Speaker 2:You can utilize all your data on the product side as well the behavior, how they're going through the product, and so you're able to have a much richer data set to be able to underwrite the customer based on that and, as a result, you're hopefully able to help more consumers. And because of the structure of our model, we're able to cheaper is a real challenge, especially in this space. But ultimately, being able to create a model now where our cost of acquisition is one third of the traditional auto lenders, our loss rates are sub 1% compared to the traditional players they're like 5% to 8%, and the OPEX is very, very lean. There's only 29, 30 people in the company and so ultimately, by operating in this way and building this model in this way, you should be able to pass on some of those savings to the consumer, as well as find ways to be able to lend to customers that other people wouldn't necessarily lend to, through much more advanced underwriting and better way of doing it. It's awesome.
Speaker 1:That's a great answer and it was hugely instructive for me, having spent so much time with the folks at NewBank on. I mean, I think their answers would have been very similar to yours. I mean, I think Capital One got started as a data analytics company and started to think about customer later. You know, whereas you know the story you just told, I think NewBank really exciting to see companies being able to kind of do both at the same time from the start. How can you be fanatical about the customer and fanatical about the unit economics? Because at the end of the day, they both need to work to create an amazing franchise. So huge kudos.
Speaker 2:And I think they do ultimately interlink. Like, if you build a really really strong value proposition that the customers buy in, ultimately that should feed through to lower CAC. You shouldn't be able to attract the right types of customers and play it through as well and also you're able to building a brand and building customer loyalty is critical for us is that we want to ultimately sell more products and services over time. We want customers to come back from multiple loan cycles, which traditional lenders just don't do. If you're a traditional lender, you're just looking at one loan cycle. With us, the customer had multiple customers come back now for second loans. So you know these are all key things to building long-term value that we're really pretty focused on.

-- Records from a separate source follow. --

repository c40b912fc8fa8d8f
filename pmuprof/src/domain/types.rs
//! Core value types shared by the parser, resolver and call graph.

use serde::Serialize;
use std::fmt;

/// Exclusive upper bound of the last symbol range.
pub const MAX_ADDRESS: u64 = u64::MAX;

/// Which binary a sampled address belongs to.
#[derive(Debug, Clone, Copy, PartialEq, Eq, Hash, Serialize)]
#[serde(rename_all = "lowercase")]
pub enum AddressSpace {
    Kernel,
    User,
}

impl fmt::Display for AddressSpace {
    fn fmt(&self, f: &mut fmt::Formatter<'_>) -> fmt::Result {
        match self {
            AddressSpace::Kernel => write!(f, "kernel"),
            AddressSpace::User => write!(f, "user"),
        }
    }
}

/// A sampled instruction pointer.
///
/// The address space is decided from the textual form in the log, so it
/// has to be captured before the leading zeros are lost to the numeric
/// conversion.
#[derive(Debug, Clone, Copy, PartialEq, Eq, Hash)]
pub struct Rip {
    pub value: u64,
    pub space: AddressSpace,
}

impl Rip {
    #[must_use]
    pub fn kernel(value: u64) -> Self {
        Self { value, space: AddressSpace::Kernel }
    }

    #[must_use]
    pub fn user(value: u64) -> Self {
        Self { value, space: AddressSpace::User }
    }

    #[must_use]
    pub fn is_user(&self) -> bool {
        self.space == AddressSpace::User
    }
}

impl fmt::Display for Rip {
    fn fmt(&self, f: &mut fmt::Formatter<'_>) -> fmt::Result {
        write!(f, "{:#x}", self.value)
    }
}

/// One stack sample, innermost frame first.
#[derive(Debug, Clone, Default, PartialEq, Eq)]
pub struct Backtrace {
    pub frames: Vec<Rip>,
    /// Closed by the failed-trace marker instead of the normal one.
    pub failed: bool,
}
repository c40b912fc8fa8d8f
//! Pre-flight checks for pmuprof
//!
//! Validates the inputs before any external tool is run, so a typo in a
//! path fails with a clear message instead of a collaborator error.

use anyhow::{bail, Context, Result};
use object::{Object, ObjectSection};
use std::path::Path;

/// Run all pre-flight checks on the profile and both binaries
///
/// `quiet` skips the symbol table inspection and its stripped-binary warning.
///
/// # Errors
/// Returns an error if any input is missing or not a regular file
pub fn run_preflight_checks(profile: &Path, kernel: &Path, user: &Path, quiet: bool) -> Result<()> {
    check_input_exists(profile, "Profile")?;
    for binary in [kernel, user] {
        check_input_exists(binary, "Binary")?;
        if !quiet {
            check_symbol_table(binary)?;
        }
    }
    Ok(())
}

/// Check that an input path exists and is a regular file
fn check_input_exists(path: &Path, what: &str) -> Result<()> {
    if !path.exists() {
        bail!(
            "{what} not found: {}\n\n\
             Make sure the path is correct and the file exists.",
            path.display()
        );
    }
    if !path.is_file() {
        bail!(
            "Not a file: {}\n\n\
             Inputs must be regular files, not directories.",
            path.display()
        );
    }
    Ok(())
}

/// Warn when a binary has no symbol table; its dump would be empty
fn check_symbol_table(binary: &Path) -> Result<()> {
    let file_data = std::fs::read(binary)
        .with_context(|| format!("Failed to read binary: {}", binary.display()))?;

    let Ok(obj) = object::File::parse(&*file_data) else {
        // Not an object file we understand, let the symbol dump decide
        return Ok(());
    };

    let has_symtab = obj.section_by_name(".symtab").is_some_and(|s| s.size() > 0);
    if !has_symtab {
        eprintln!(
            "warning: {} is stripped, its samples cannot be attributed",
            binary.display()
        );
    }

    Ok(())
}

#[cfg(test)]
mod tests {
    use super::*;

    #[test]
    fn test_input_not_found() {
        let result = check_input_exists(Path::new("/nonexistent/path/to/binary"), "Binary");
        assert!(result.is_err());
        let err = result.unwrap_err().to_string();
        assert!(err.contains("Binary not found"));
    }

    #[test]
    fn test_directory_is_rejected() {
        let dir = tempfile::tempdir().unwrap();
        let err = check_input_exists(dir.path(), "Profile").unwrap_err().to_string();
        assert!(err.contains("Not a file"));
    }

    #[test]
    fn test_non_object_file_passes() {
        let dir = tempfile::tempdir().unwrap();
        let path = dir.path().join("not-elf");
        std::fs::write(&path, "ff00 0 1\n").unwrap();

        assert!(check_symbol_table(&path).is_ok());
        assert!(run_preflight_checks(&path, &path, &path, false).is_ok());
    }
}
//! JSON export of the analysis results.

use log::info;
use serde::Serialize;
use std::fs::File;
use std::io::{BufWriter, Write};
use std::path::Path;

use crate::analysis::{CallGraph, CallerSummary, FlatReport, GraphNode};
use crate::domain::ProfileError;
use crate::profiling::BacktraceStats;

/// Graph part of the JSON report.
#[derive(Debug, Serialize)]
pub struct JsonGraph<'a> {
    pub total_backtraces: usize,
    pub nodes: &'a [GraphNode],
    pub top_callers: Vec<CallerSummary>,
}

/// Everything a run produced, in one document.
#[derive(Debug, Serialize)]
pub struct JsonReport<'a> {
    #[serde(skip_serializing_if = "Option::is_none")]
    pub backtraces: Option<BacktraceStats>,
    #[serde(skip_serializing_if = "Option::is_none")]
    pub graph: Option<JsonGraph<'a>>,
    pub flat: &'a FlatReport,
}

impl<'a> JsonReport<'a> {
    #[must_use]
    pub fn new(
        flat: &'a FlatReport,
        graph: Option<&'a CallGraph>,
        backtraces: Option<BacktraceStats>,
    ) -> Self {
        let graph = graph.map(|g| JsonGraph {
            total_backtraces: g.total_backtraces(),
            nodes: g.nodes(),
            top_callers: g.top_callers(),
        });
        Self { backtraces, graph, flat }
    }

    /// # Errors
    /// Returns an error if serialization or writing fails
    pub fn export<W: Write>(&self, writer: &mut W) -> Result<(), ProfileError> {
        serde_json::to_writer_pretty(&mut *writer, self)?;
        writeln!(writer)?;
        Ok(())
    }
}

/// Write `report` as pretty-printed JSON to `path`.
///
/// # Errors
/// Returns an error if the file cannot be created or written
pub fn write_json(report: &JsonReport<'_>, path: &Path) -> Result<(), ProfileError> {
    let mut writer = BufWriter::new(File::create(path)?);
    report.export(&mut writer)?;
    writer.flush()?;
    info!("Wrote JSON report to {}", path.display());
    Ok(())
}
// Rates are reported as floating point percentages
#![allow(clippy::cast_precision_loss)]

use serde::Serialize;

/// Collection quality of a backtrace log.
///
/// A non-zero failure count is informational only: failed traces are
/// truncated stacks, still usable for the call graph.
#[derive(Debug, Clone, Copy, Default, PartialEq, Eq, Serialize)]
pub struct BacktraceStats {
    pub total: usize,
    pub failed: usize,
}

impl BacktraceStats {
    /// `failed / total`, 0 when there are no backtraces.
    #[must_use]
    pub fn failure_rate(&self) -> f64 {
        if self.total == 0 {
            0.0
        } else {
            self.failed as f64 / self.total as f64
        }
    }

    /// One-line human readable summary.
    #[must_use]
    pub fn summary(&self) -> String {
        format!(
            "backtrace failed for {:.2}% ({} / {})",
            self.failure_rate() * 100.0,
            self.failed,
            self.total
        )
    }
}
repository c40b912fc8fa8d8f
//! Address-range symbol table built from a symbol dump.

use log::info;
use serde::Serialize;
use std::path::Path;

use crate::domain::{ProfileError, MAX_ADDRESS};
use crate::symbolization::SymbolSource;

/// A symbol start address as reported by the symbol dump.
#[derive(Debug, Clone, PartialEq, Eq)]
pub struct Symbol {
    pub name: String,
    pub address: u64,
}

impl Symbol {
    #[must_use]
    pub fn new(name: impl Into<String>, address: u64) -> Self {
        Self { name: name.into(), address }
    }
}

/// A function's address range, `low` inclusive and `high` exclusive.
#[derive(Debug, Clone, PartialEq, Eq, Serialize)]
pub struct SymbolRange {
    pub name: String,
    pub low: u64,
    pub high: u64,
}

impl SymbolRange {
    #[must_use]
    pub fn contains(&self, addr: u64) -> bool {
        addr >= self.low && addr < self.high
    }
}

/// Contiguous, non-overlapping ranges sorted by low bound.
///
/// Immutable once built. Contiguity follows from construction and is not
/// checked against the binary.
#[derive(Debug, Clone, Default)]
pub struct SymbolTable {
    ranges: Vec<SymbolRange>,
}

impl SymbolTable {
    /// Build the range table from symbol start addresses in any order.
    ///
    /// Symbols are sorted by address with a stable sort, so symbols sharing
    /// an address keep their dump order. Duplicates are kept: the earlier
    /// one gets an empty range and never owns a sample.
    #[must_use]
    pub fn from_symbols(mut symbols: Vec<Symbol>) -> Self {
        symbols.sort_by_key(|s| s.address);

        let highs: Vec<u64> = symbols
            .iter()
            .skip(1)
            .map(|s| s.address)
            .chain(std::iter::once(MAX_ADDRESS))
            .collect();

        let ranges = symbols
            .into_iter()
            .zip(highs)
            .map(|(sym, high)| SymbolRange { name: sym.name, low: sym.address, high })
            .collect();

        Self { ranges }
    }

    /// Dump the symbols of `binary` through `source` and build the table.
    ///
    /// # Errors
    /// Returns an error if the symbol dump fails
    pub fn load(source: &dyn SymbolSource, binary: &Path) -> Result<Self, ProfileError> {
        let symbols = source.symbols(binary)?;
        let table = Self::from_symbols(symbols);
        info!("Loaded {} symbol ranges from {}", table.len(), binary.display());
        Ok(table)
    }

    #[must_use]
    pub fn ranges(&self) -> &[SymbolRange] {
        &self.ranges
    }

    #[must_use]
    pub fn len(&self) -> usize {
        self.ranges.len()
    }

    #[must_use]
    pub fn is_empty(&self) -> bool {
        self.ranges.is_empty()
    }

    /// Look up a function's range by name (first match in address order).
    ///
    /// # Errors
    /// Returns `SymbolNotFound` if no range carries that name
    pub fn find_by_name(&self, name: &str) -> Result<&SymbolRange, ProfileError> {
        self.ranges
            .iter()
            .find(|r| r.name == name)
            .ok_or_else(|| ProfileError::SymbolNotFound(name.to_string()))
    }
}
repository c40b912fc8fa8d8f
//! Command-line interface

pub mod args;

pub use args::Args;
//! # pmuprof - PMU Sample Attribution for a Kernel and its Userland
//!
//! pmuprof post-processes the raw instruction-pointer samples collected by
//! the performance-monitoring unit while a kernel and one user program ran,
//! and answers two questions: *where did the time go* (per-function sample
//! shares) and, when the log carries backtraces, *who calls whom* (a
//! weighted call graph).
//!
//! ## Architecture Overview
//!
//! ```text
//! ┌──────────────────────────┐     ┌──────────────────────────────────┐
//! │   PMU sample log (text)  │     │   kernel binary   user binary    │
//! └────────────┬─────────────┘     └────────────────┬─────────────────┘
//!              │                                    │ nm -C / objdump -d
//!              ▼                                    ▼
//!      ┌──────────────┐                     ┌──────────────┐
//!      │  Profiling   │                     │ Symbolization│
//!      │   (parser)   │                     │ (range table)│
//!      └──────┬───────┘                     └──────┬───────┘
//!             │ samples / backtraces               │
//!             └─────────────┬──────────────────────┘
//!                           ▼
//!                   ┌──────────────┐      ┌──────────────┐
//!                   │   Analysis   │─────▶│    Report    │──▶ stdout
//!                   │ (flat, graph)│      │    (text)    │
//!                   └──────┬───────┘      └──────────────┘
//!                          ▼
//!                   ┌──────────────┐
//!                   │    Export    │──▶ graph.dot, report.json
//!                   └──────────────┘
//! ```
//!
//! ## Module Structure
//!
//! - [`profiling`]: Sample log parsing (flat and backtrace formats) and
//!   backtrace collection statistics
//! - [`classification`]: Kernel/user split of sampled addresses
//! - [`symbolization`]: Symbol dump → contiguous address ranges, and the
//!   forward merge-scan resolver
//! - [`analysis`]: Flat per-function attribution and the call graph
//! - [`report`]: Run pipeline and plain-text rendering
//! - [`export`]: Graphviz and JSON output
//! - [`cli`]: Command-line arguments
//! - [`preflight`]: Input validation before any tool runs
//! - [`domain`]: Core value types and errors
//!
//! ## Log Formats
//!
//! A **flat log** has one `<address> <field> <count>` line per sampled
//! address. A **backtrace log** has bare addresses, innermost frame first,
//! with traces separated by `deadbeefdeadbeef` (or `feedfacefeedface` when
//! the preceding trace was truncated).
//!
//! ## Typical Usage
//!
//! ```bash
//! # Flat time per function
//! pmuprof prof.txt kernel.elf user.elf
//!
//! # Backtrace log, with graph export and annotated disassembly
//! pmuprof -b -d bt.txt kernel.elf user.elf
//! ```

pub mod analysis;
pub mod classification;
pub mod cli;
pub mod domain;
pub mod export;
pub mod preflight;
pub mod profiling;
pub mod report;
pub mod symbolization;
//! # pmuprof - Main Entry Point
//!
//! Parses arguments, validates inputs, and runs the report pipeline with
//! the `nm` and `objdump` collaborators.

use anyhow::{Context, Result};
use clap::Parser;
use log::info;
use std::io::{self, BufWriter};

use pmuprof::cli::Args;
use pmuprof::preflight::run_preflight_checks;
use pmuprof::profiling::read_profile;
use pmuprof::report::{generate_report, Binaries, Collaborators};
use pmuprof::symbolization::{NmSymbolSource, ObjdumpDisassembler};

// Exit codes
const EXIT_SUCCESS: i32 = 0;
const EXIT_ERROR: i32 = 1;

fn main() {
    env_logger::init();
    std::process::exit(match run() {
        Ok(()) => EXIT_SUCCESS,
        Err(e) => {
            eprintln!("error: {e:#}");
            EXIT_ERROR
        }
    });
}

fn run() -> Result<()> {
    let args = Args::parse();

    run_preflight_checks(&args.profile, &args.kernel, &args.user, args.quiet)?;

    let profile = read_profile(&args.profile)
        .with_context(|| format!("Failed to load profile {}", args.profile.display()))?;

    let symbols = NmSymbolSource::new(&args.nm);
    let disassembler = ObjdumpDisassembler::new(&args.objdump);
    let tools = Collaborators { symbols: &symbols, disassembler: &disassembler };
    let binaries = Binaries { kernel: &args.kernel, user: &args.user };

    let mut out = BufWriter::new(io::stdout().lock());
    let report = generate_report(&profile, binaries, &tools, &args.report_config(), &mut out)
        .context("Failed to generate report")?;

    info!(
        "Attributed {} samples ({} kernel, {} user)",
        report.flat.total_samples, report.flat.kernel.samples, report.flat.user.samples
    );
    Ok(())
}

Speaker 1:Yeah, and that's one of the benefits of going direct right, a reason why no one ever gets multiple auto loans because they're being disintermediated by the dealer and the dealer just cares about who's going to pay them the most commission on a loan, right? So that makes all the sense in the world. Hey, a couple more aspects of Carmoola that I'd love to dive into before we wrap up today. You know it's not been the easiest fundraising environment over the last couple years and I know you've experienced that. It sounds like you've had a relatively unique approach to prioritizing who you wanted as investors and how you've gone about it. I wonder if you can talk a little bit about your approach to fundraising.
Speaker 2:Yeah, of course. So, yeah, we have had probably raised money in some of the most challenging times. I think at one stage I remember when you guys first invested, I think we must have gone through like three prime ministers in the space of six weeks or something and I thought it was a real challenge. But I think, like fundamentally, as a lending business, not all VCs understand them. Like they all get very excited about fintech, but they haven't kind of necessarily clogged. The majority of the profit pool comes from lending and I think that ultimately, I think that's starting to change.
Speaker 2:But I remember when we first went out, I was having to explain the very basics of lending to some of the VCs, and the pool of people that you're really kind of talking to, that understand your business and that can really add value, is quite limited. And so for me it was very, very clear and I kind of prioritized the list of everyone that I wanted to speak to I would do the research up front. So who are the best VCs for lending? Who in the VC fund understands lending? So you're not having to explain everything and ultimately, if they do invest, you don't want to start every board meeting explaining how the revenues work and how the provisioning works and all the various bits and pieces you have to do in a lending business. And so I basically created a long list of all the VCs that had invested in lending and I thought were likely to do it, and then I prioritized them based on who are the number ones that I want to work with in the space. Here are the most credible. I put them on a Trello board and started reaching out to them, probably starting in reverse order, so talking to the ones the bottom of the list to start with, so you can kind of improve things as you go. And yeah, it was.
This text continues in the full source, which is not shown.